▸ INSTRUCTIONS TO FOLLOW
Using the data below, gather each line that includes the word "candidate".

▸ DATA EXTRACTS
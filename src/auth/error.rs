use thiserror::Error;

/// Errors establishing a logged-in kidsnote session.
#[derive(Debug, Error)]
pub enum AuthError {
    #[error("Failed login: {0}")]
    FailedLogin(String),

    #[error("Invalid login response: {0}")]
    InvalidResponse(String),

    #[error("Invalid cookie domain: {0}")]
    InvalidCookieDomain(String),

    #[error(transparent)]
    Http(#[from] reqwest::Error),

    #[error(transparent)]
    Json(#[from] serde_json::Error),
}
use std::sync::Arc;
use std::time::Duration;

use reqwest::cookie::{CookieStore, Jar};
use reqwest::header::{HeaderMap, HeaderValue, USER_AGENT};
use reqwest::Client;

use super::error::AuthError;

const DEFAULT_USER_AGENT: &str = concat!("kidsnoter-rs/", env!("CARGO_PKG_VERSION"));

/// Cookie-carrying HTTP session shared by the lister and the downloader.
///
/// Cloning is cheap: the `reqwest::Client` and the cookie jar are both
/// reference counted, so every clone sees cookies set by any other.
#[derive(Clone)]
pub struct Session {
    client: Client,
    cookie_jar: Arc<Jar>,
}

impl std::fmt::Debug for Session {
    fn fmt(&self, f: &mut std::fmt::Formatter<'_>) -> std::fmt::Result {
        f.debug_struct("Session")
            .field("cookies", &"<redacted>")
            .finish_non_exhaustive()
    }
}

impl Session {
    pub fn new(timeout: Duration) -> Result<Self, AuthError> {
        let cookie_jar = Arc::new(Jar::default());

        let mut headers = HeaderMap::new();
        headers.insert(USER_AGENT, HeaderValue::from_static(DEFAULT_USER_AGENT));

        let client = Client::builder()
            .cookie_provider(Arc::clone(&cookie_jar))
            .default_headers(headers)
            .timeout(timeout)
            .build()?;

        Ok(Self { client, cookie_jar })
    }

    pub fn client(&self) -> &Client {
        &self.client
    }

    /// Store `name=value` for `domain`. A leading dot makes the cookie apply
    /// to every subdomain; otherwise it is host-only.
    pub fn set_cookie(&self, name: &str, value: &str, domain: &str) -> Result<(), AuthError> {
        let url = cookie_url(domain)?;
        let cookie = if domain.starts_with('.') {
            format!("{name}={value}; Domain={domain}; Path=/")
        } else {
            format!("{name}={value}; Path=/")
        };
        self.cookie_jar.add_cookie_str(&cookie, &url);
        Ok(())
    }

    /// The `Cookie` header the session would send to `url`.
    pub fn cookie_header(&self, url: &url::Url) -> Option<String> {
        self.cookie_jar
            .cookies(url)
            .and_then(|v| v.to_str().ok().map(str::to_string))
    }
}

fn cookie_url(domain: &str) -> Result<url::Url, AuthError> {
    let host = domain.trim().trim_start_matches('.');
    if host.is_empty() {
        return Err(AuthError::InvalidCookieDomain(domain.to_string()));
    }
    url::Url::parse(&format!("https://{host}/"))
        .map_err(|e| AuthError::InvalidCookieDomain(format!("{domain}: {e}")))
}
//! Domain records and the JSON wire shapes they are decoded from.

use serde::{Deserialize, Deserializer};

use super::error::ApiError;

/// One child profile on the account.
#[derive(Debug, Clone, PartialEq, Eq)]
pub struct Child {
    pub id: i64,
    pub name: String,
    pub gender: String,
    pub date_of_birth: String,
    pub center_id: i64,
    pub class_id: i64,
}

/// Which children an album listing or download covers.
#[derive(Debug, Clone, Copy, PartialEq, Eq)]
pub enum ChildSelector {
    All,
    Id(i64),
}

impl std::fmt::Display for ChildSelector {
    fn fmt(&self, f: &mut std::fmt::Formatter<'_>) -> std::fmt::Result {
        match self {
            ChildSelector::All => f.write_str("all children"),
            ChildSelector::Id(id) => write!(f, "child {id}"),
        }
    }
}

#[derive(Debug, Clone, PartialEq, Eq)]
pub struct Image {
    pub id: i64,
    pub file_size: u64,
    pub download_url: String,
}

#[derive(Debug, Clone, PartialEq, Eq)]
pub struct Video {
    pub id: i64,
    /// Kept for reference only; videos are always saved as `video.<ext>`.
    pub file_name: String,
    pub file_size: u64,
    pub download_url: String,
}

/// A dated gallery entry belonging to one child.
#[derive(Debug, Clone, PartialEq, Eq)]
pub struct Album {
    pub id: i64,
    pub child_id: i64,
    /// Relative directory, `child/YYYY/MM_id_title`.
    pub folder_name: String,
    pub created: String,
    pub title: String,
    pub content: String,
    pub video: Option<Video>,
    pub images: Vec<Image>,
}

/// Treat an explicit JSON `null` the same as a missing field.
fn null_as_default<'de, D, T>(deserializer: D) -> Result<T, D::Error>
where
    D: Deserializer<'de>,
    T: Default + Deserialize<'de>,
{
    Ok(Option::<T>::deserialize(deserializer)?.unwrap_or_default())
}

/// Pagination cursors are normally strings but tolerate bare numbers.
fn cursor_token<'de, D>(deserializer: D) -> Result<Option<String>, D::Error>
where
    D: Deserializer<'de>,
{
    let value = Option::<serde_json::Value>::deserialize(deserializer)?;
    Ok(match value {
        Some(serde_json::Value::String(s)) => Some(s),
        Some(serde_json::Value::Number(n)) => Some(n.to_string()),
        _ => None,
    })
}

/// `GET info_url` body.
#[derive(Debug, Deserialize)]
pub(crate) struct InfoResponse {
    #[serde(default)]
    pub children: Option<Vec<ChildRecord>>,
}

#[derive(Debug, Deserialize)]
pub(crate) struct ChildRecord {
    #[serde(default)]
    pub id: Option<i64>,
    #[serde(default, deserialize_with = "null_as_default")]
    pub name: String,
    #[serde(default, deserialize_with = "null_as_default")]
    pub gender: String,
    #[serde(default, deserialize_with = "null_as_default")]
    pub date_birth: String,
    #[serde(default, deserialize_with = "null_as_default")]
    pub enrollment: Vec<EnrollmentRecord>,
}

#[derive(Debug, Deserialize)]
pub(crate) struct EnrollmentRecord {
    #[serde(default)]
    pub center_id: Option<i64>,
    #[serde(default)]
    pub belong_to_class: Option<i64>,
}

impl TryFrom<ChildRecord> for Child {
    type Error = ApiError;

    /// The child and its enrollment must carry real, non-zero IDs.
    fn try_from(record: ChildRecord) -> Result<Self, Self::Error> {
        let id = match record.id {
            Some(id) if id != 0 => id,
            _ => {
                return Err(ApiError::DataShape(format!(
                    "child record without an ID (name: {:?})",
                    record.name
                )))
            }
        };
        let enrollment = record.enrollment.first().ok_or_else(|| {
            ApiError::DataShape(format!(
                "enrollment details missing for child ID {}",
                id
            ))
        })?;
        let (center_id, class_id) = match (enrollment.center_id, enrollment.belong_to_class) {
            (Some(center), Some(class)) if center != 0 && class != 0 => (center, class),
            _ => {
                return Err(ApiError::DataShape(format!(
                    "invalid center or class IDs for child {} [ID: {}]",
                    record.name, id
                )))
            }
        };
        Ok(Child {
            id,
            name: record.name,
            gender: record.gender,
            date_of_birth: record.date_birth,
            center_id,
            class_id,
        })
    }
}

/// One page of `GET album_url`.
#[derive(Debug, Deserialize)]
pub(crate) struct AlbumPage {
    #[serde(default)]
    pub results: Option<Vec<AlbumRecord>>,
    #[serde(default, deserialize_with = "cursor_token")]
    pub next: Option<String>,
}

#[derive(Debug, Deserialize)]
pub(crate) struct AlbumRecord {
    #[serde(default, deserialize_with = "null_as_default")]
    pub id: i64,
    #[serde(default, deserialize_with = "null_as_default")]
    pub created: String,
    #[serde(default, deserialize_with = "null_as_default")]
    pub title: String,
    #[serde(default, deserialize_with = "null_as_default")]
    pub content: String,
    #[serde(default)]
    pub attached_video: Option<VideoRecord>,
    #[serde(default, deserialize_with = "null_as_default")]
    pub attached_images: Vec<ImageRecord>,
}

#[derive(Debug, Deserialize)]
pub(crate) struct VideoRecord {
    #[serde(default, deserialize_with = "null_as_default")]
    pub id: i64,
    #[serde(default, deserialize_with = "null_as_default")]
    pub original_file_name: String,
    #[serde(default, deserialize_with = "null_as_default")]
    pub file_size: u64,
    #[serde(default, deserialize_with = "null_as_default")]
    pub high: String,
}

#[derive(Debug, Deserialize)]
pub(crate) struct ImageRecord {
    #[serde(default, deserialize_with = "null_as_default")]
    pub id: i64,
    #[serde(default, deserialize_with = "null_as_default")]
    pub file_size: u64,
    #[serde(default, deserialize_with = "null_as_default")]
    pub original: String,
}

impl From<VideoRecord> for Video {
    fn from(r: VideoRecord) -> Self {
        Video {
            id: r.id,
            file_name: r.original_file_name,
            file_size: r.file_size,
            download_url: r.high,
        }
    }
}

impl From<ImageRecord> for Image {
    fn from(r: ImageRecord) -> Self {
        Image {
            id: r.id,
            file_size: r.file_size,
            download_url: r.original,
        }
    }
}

...

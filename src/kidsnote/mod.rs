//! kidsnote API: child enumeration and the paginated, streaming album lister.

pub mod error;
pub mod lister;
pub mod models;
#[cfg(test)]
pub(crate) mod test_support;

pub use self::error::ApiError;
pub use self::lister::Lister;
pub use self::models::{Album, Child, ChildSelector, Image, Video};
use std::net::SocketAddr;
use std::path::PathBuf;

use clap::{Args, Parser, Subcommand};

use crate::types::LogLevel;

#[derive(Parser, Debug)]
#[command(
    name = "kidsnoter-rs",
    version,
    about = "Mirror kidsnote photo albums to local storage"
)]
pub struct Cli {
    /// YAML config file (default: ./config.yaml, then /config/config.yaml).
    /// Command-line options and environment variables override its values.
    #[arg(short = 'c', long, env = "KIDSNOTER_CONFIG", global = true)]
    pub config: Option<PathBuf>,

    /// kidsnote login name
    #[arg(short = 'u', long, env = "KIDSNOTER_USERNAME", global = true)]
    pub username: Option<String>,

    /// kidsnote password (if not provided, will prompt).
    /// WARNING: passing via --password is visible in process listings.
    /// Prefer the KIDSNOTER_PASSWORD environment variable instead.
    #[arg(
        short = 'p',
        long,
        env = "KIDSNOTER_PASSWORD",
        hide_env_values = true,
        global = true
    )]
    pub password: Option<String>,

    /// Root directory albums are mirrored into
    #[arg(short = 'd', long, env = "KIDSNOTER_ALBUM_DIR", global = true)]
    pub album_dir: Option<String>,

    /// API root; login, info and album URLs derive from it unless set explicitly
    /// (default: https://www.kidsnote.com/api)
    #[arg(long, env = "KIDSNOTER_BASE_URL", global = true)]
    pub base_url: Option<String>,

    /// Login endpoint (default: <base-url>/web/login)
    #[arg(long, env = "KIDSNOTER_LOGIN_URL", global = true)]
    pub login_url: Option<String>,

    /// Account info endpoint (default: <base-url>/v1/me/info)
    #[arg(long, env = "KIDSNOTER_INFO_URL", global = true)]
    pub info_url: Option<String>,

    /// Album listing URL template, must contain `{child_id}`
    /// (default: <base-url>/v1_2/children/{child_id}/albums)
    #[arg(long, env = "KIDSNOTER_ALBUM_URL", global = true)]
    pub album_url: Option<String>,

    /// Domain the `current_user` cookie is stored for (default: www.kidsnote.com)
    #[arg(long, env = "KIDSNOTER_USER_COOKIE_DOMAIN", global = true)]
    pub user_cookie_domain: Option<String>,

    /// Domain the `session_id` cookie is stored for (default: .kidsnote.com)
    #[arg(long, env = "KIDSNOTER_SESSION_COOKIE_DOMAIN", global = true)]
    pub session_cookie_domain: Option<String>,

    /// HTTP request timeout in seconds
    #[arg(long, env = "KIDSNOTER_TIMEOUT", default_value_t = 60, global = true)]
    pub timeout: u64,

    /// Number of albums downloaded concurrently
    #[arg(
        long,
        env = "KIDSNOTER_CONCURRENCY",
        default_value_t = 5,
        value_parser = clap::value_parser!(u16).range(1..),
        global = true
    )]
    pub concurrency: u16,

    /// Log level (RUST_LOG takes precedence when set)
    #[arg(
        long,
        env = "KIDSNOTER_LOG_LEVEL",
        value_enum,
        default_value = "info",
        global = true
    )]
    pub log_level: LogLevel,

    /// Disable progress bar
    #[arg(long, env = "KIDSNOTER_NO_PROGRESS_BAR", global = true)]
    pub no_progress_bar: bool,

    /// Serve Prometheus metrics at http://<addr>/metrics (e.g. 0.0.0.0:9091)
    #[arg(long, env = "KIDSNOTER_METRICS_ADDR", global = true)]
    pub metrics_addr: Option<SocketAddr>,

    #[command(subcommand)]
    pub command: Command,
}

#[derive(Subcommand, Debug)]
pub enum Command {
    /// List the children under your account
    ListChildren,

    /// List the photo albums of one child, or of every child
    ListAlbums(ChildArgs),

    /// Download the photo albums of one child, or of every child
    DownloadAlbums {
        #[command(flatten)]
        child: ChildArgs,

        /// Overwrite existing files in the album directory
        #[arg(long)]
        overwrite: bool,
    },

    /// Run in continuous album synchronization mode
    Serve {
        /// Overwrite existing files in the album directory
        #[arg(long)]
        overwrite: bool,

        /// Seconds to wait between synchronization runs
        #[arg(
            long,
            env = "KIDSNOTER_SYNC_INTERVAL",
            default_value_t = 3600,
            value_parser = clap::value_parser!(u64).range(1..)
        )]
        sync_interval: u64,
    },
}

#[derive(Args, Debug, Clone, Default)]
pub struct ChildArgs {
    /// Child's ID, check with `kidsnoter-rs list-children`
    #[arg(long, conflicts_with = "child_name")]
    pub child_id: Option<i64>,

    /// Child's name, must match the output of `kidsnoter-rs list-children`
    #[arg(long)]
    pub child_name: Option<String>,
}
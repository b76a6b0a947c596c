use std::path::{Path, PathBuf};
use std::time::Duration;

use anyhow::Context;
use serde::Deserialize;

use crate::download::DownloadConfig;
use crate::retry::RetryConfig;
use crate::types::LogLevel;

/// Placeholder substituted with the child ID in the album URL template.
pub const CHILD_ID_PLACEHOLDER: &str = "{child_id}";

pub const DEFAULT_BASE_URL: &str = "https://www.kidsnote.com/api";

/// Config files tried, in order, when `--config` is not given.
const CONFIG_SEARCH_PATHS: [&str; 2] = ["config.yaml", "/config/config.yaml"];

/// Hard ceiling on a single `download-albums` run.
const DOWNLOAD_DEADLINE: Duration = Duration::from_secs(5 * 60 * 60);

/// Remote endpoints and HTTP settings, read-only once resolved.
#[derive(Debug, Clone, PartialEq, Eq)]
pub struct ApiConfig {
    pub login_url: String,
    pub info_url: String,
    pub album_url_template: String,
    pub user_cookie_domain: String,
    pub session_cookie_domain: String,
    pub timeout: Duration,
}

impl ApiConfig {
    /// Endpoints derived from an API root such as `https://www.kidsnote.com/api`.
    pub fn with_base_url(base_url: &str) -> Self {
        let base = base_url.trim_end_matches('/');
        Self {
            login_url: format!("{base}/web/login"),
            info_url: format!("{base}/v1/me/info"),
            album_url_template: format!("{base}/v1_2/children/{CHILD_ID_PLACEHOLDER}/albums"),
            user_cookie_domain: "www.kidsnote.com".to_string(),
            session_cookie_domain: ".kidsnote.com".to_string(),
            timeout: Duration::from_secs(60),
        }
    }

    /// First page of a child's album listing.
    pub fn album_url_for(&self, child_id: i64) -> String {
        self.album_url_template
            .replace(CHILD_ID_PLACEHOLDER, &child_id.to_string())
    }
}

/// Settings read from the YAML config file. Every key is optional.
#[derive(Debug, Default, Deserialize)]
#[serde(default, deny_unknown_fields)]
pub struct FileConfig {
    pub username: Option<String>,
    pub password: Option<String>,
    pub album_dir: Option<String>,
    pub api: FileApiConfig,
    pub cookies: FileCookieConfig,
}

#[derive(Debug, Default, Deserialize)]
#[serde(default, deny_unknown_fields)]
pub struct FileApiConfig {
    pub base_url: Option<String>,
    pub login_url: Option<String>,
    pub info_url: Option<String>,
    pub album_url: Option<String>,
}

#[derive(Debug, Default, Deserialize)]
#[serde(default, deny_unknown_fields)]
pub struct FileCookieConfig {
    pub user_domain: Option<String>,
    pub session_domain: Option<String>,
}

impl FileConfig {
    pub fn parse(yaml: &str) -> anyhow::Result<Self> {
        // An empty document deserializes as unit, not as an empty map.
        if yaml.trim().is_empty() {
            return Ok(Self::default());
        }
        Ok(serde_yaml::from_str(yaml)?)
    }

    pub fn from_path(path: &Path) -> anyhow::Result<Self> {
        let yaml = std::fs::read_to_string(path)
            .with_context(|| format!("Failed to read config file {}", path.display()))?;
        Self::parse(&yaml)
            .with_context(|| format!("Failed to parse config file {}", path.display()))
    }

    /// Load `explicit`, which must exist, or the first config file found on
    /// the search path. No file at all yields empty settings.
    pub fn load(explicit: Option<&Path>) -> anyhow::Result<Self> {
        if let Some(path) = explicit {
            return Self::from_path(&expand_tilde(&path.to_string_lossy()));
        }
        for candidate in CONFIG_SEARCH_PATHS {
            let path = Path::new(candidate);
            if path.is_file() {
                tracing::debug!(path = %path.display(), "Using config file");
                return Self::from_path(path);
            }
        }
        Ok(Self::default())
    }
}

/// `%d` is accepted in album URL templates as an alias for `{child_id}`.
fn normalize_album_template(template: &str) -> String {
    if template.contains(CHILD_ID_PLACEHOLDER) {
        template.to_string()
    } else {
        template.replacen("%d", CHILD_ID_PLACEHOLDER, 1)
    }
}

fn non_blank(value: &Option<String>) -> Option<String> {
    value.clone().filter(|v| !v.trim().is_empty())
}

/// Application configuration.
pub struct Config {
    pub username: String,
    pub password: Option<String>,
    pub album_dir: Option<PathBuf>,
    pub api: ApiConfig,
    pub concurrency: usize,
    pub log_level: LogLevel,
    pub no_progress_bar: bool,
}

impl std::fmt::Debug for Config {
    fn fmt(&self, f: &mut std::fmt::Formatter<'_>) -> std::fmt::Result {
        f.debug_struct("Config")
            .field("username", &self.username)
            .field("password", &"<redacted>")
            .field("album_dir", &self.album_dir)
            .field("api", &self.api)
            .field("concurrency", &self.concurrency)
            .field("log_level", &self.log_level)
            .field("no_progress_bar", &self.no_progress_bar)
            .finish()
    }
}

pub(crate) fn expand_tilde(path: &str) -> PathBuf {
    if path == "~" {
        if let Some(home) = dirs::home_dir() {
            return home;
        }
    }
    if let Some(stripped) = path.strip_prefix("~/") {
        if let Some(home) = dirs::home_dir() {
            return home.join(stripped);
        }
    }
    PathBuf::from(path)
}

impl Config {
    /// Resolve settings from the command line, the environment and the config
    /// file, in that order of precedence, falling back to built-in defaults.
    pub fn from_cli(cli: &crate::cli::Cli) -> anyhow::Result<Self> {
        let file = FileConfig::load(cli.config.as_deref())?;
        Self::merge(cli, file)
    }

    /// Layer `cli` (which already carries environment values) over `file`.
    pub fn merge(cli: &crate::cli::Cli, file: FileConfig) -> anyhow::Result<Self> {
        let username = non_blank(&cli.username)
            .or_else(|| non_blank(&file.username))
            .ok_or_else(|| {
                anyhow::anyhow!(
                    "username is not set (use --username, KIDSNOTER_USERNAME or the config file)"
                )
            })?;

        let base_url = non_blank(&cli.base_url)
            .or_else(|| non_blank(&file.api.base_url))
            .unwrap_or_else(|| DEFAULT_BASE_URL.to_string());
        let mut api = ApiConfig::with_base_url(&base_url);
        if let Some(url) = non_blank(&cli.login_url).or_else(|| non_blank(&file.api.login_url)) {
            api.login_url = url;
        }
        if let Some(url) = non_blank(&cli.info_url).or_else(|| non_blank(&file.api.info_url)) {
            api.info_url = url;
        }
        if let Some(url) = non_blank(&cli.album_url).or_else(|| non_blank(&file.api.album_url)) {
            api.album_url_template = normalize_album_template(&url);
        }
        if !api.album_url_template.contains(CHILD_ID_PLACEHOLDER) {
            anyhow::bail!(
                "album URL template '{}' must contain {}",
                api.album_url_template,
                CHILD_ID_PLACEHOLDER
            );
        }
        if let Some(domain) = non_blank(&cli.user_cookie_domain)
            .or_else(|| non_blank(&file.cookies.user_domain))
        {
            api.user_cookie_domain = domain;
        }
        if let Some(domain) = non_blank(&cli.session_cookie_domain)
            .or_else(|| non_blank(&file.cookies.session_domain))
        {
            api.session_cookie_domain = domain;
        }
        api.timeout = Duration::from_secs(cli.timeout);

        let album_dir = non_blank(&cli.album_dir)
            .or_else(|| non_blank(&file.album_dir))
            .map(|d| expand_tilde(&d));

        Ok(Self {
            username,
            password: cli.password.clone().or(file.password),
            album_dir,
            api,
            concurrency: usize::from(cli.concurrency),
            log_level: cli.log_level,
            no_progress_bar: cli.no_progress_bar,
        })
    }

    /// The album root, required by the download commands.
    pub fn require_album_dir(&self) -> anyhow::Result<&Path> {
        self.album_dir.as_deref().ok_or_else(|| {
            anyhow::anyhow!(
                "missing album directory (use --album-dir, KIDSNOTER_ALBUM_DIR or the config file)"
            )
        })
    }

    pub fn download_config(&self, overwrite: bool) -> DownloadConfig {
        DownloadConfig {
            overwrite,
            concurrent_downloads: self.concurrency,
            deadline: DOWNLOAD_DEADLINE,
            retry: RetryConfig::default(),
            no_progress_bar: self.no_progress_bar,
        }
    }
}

▸ EXERCISE SOLUTION
        for candidate in CONFIG_SEARCH_PATHS {
            let path = Path::new(candidate);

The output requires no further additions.